=== Description of the task ===
Identify all lines of the data containing the string "component" and copy them.

=== Stored data ===
.....

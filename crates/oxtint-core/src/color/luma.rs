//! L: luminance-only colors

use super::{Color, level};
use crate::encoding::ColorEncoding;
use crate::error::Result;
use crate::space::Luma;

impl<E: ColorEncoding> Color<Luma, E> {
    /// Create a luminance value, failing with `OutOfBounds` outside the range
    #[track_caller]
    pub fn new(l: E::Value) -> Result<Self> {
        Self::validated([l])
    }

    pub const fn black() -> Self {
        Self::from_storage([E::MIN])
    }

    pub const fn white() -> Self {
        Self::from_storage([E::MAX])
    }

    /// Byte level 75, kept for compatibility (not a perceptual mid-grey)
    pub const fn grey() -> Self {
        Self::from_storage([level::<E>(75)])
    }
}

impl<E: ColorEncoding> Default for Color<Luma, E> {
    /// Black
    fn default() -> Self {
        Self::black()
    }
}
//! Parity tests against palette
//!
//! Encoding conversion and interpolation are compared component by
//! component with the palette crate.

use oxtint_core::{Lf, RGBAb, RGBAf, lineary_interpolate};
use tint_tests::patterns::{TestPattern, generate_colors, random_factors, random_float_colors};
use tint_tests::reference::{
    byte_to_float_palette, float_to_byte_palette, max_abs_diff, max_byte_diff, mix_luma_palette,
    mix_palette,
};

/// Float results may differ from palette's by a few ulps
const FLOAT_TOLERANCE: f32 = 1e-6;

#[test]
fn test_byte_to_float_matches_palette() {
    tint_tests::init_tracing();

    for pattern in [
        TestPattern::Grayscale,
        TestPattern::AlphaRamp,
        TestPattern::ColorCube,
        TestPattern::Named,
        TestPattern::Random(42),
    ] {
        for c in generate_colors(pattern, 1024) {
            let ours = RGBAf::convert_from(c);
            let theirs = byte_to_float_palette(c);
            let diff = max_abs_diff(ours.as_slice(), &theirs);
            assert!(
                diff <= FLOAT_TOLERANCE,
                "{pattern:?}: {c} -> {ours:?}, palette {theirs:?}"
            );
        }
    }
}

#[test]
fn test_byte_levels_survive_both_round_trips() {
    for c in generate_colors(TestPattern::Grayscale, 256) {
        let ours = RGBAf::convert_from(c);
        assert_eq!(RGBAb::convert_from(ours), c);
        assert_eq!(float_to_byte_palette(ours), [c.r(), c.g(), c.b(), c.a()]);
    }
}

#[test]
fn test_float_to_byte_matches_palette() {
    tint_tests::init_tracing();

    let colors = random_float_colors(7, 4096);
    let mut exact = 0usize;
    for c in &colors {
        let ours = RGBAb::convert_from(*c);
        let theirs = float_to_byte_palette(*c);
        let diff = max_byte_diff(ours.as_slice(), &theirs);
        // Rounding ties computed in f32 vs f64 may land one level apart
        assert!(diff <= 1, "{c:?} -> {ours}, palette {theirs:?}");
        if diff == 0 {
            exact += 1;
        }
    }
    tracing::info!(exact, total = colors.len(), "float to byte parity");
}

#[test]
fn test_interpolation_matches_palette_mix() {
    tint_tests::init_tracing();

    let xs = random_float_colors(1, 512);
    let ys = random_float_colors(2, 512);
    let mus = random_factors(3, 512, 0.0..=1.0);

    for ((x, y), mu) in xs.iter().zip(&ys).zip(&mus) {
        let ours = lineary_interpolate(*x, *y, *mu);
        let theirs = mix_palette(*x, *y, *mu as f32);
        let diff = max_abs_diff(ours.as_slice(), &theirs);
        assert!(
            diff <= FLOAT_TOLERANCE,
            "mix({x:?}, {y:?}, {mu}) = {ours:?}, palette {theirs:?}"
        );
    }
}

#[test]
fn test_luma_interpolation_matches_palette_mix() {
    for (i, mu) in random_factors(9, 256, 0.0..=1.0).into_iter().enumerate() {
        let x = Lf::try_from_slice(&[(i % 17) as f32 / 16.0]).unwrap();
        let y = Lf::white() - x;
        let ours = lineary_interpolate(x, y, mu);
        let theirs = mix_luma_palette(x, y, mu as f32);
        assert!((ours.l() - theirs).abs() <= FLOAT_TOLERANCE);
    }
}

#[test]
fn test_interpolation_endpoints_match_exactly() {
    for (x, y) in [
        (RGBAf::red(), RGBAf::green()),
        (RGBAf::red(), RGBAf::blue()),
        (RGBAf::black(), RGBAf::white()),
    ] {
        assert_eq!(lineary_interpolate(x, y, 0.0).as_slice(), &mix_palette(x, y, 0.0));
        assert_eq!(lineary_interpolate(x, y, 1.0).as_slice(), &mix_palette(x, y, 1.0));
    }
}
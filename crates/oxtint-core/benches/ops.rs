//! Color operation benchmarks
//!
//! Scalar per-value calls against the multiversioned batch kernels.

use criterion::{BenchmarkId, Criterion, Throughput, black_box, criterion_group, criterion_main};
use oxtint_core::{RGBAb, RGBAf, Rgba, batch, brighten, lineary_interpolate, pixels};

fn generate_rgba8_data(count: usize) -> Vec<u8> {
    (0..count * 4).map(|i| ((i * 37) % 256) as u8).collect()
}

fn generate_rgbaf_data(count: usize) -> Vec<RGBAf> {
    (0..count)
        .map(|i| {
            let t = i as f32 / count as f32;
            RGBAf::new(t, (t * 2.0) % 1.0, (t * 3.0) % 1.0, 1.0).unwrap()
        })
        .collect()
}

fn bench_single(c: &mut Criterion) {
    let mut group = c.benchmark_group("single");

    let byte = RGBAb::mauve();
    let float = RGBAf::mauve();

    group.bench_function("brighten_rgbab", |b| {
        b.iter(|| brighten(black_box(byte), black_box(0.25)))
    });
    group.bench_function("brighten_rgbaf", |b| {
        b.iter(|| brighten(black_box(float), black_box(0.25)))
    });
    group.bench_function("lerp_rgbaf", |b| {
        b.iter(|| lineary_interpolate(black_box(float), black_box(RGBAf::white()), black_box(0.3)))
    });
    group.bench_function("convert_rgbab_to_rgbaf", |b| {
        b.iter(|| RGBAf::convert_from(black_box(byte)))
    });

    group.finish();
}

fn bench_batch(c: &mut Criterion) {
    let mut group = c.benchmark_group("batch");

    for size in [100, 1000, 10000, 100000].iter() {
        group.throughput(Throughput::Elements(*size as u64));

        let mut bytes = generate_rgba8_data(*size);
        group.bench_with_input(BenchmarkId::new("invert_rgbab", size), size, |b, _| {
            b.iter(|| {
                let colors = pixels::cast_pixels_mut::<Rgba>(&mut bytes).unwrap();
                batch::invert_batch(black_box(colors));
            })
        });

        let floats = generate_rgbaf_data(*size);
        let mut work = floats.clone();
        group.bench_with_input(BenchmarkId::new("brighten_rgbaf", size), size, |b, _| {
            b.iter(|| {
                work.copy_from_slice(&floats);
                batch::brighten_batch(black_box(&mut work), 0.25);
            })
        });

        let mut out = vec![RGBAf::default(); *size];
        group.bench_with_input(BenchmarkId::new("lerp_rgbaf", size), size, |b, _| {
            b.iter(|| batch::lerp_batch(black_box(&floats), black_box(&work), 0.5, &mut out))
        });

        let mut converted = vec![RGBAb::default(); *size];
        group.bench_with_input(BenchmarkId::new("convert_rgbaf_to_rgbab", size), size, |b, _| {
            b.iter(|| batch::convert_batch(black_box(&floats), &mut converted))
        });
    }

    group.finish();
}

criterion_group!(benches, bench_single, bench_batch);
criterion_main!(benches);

.....

=== Answer below ===
//! Encoding conversion and interpolation are compared component by
//! component with the palette crate.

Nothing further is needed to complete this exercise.